Eu ainda me lembro do dia da minha conversão. Era julho, e eu estava de férias, na casa de alguns parentes, sentado diante de uma tela de notebook e lendo o livro “Preparação para a morte”, de Santo Afonso Maria de Ligório. Como fui me deparar com essa obra eu já não me lembro mais. Sei que o trecho que mexeu comigo estava num capítulo sobre os maus hábitos, e ele dizia o seguinte:

...o mau hábito os privou da luz. Diz Santo Anselmo que o demônio procede com certos pecadores como aquele que tem um passarinho preso por um cordel.

Ele o deixa voar, mas, quando quer, o faz cair por terra. Tal semelhança — afirma o santo — é aplicável àqueles que são dominados pelo mau hábito. Alguns há, acrescenta São Bernardino de Sena, que pecam sem que a ocasião se apresente. Compara-os este grande santo aos moinhos de vento que qualquer aragem faz girar e que continuam em movimento mesmo que não haja grão para moer, e, às vezes, até rodam contra a vontade do dono. Estes pecadores, observa São João Crisóstomo, vão forjando maus pensamentos, sem ocasião, sem prazer, quase contra sua vontade, tiranizados pela força do mau hábito.

Porque, segundo disse Santo Agostinho, o mau hábito se converte logo em necessidade. O costume, segundo nota São Bernardo, se muda em natureza. Daqui se segue que, assim como ao homem é necessário respirar, assim parece que o pecado se torna necessário para aqueles que habitualmente pecam e se fazem escravos do demônio.

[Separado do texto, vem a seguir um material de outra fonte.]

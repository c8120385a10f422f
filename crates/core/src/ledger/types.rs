//! Ledger domain types.

use serde::{Deserialize, Serialize};
use std::fmt;

/// What kind of money movement a transaction records.
#[derive(Debug, Clone, Copy, Default, PartialEq, Eq, Hash, Serialize, Deserialize)]
#[serde(rename_all = "lowercase")]
pub enum TransactionType {
    /// Money paid in by a member.
    #[default]
    Contribution,
    /// Money paid out to a member.
    Withdrawal,
    /// Group expense.
    Expense,
    /// Loan issued to a member.
    Loan,
}

impl TransactionType {
    /// Returns the string representation of the type.
    #[must_use]
    pub fn as_str(&self) -> &'static str {
        match self {
            Self::Contribution => "contribution",
            Self::Withdrawal => "withdrawal",
            Self::Expense => "expense",
            Self::Loan => "loan",
        }
    }

    /// Parses a type from a string.
    pub fn parse(s: &str) -> Option<Self> {
        match s.to_lowercase().as_str() {
            "contribution" => Some(Self::Contribution),
            "withdrawal" => Some(Self::Withdrawal),
            "expense" => Some(Self::Expense),
            "loan" => Some(Self::Loan),
            _ => None,
        }
    }

    /// Only contributions add to a balance; every other type subtracts.
    #[must_use]
    pub fn is_credit(&self) -> bool {
        matches!(self, Self::Contribution)
    }
}

impl fmt::Display for TransactionType {
    fn fmt(&self, f: &mut fmt::Formatter<'_>) -> fmt::Result {
        write!(f, "{}", self.as_str())
    }
}

/// Approval status of a transaction.
#[derive(Debug, Clone, Copy, Default, PartialEq, Eq, Hash, Serialize, Deserialize)]
#[serde(rename_all = "lowercase")]
pub enum TransactionStatus {
    /// Recorded, awaiting approval.
    #[default]
    Pending,
    /// Approved; counts toward balances.
    Approved,
    /// Rejected; ignored by every total.
    Rejected,
}

impl TransactionStatus {
    /// Returns the string representation of the status.
    #[must_use]
    pub fn as_str(&self) -> &'static str {
        match self {
            Self::Pending => "pending",
            Self::Approved => "approved",
            Self::Rejected => "rejected",
        }
    }

    /// Parses a status from a string.
    pub fn parse(s: &str) -> Option<Self> {
        match s.to_lowercase().as_str() {
            "pending" => Some(Self::Pending),
            "approved" => Some(Self::Approved),
            "rejected" => Some(Self::Rejected),
            _ => None,
        }
    }

    /// Returns true once approval has been decided either way.
    #[must_use]
    pub fn is_decided(&self) -> bool {
        !matches!(self, Self::Pending)
    }
}

impl fmt::Display for TransactionStatus {
    fn fmt(&self, f: &mut fmt::Formatter<'_>) -> fmt::Result {
        write!(f, "{}", self.as_str())
    }
}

Quando li aquelas palavras, senti-me perdido. Era a mim que elas se referiam! A mim, mais um infeliz fruto da educação liberal desta época; a mim, que tive um contato muito precoce com pornografia e ainda no começo da minha juventude aprendi a me masturbar, e a achar que não havia mal nenhum naquilo; a mim, que já olhava para todas as mulheres à minha volta como objetos sexuais à disposição, como as prostitutas dos filmes pornográficos a que eu assistia… 

Eis que eu estava ali. O “passarinho preso por um cordel”, o viciado que peca “sem que a ocasião se apresente”, o infeliz atormentado por “maus pensamentos”, o escravo do demônio… era eu, era eu

Que vergonha a minha, mas ao mesmo tempo… “eu preciso mudar”, disse a mim mesmo, “não posso continuar nessa situação”, “tem de haver uma saída”. Daquele dia em diante lembro-me de ter tomado a peito a batalha pela castidade. Eu não acreditava de verdade que aquilo fosse possível, porque, desde que meu corpo se tinha despertado para a sexualidade, eu a havia vivido de forma distorcida e depravada. Mas decidi “pagar pra ver” e, com a graça de Deus, pouco a pouco fui sendo transformado e redimido.  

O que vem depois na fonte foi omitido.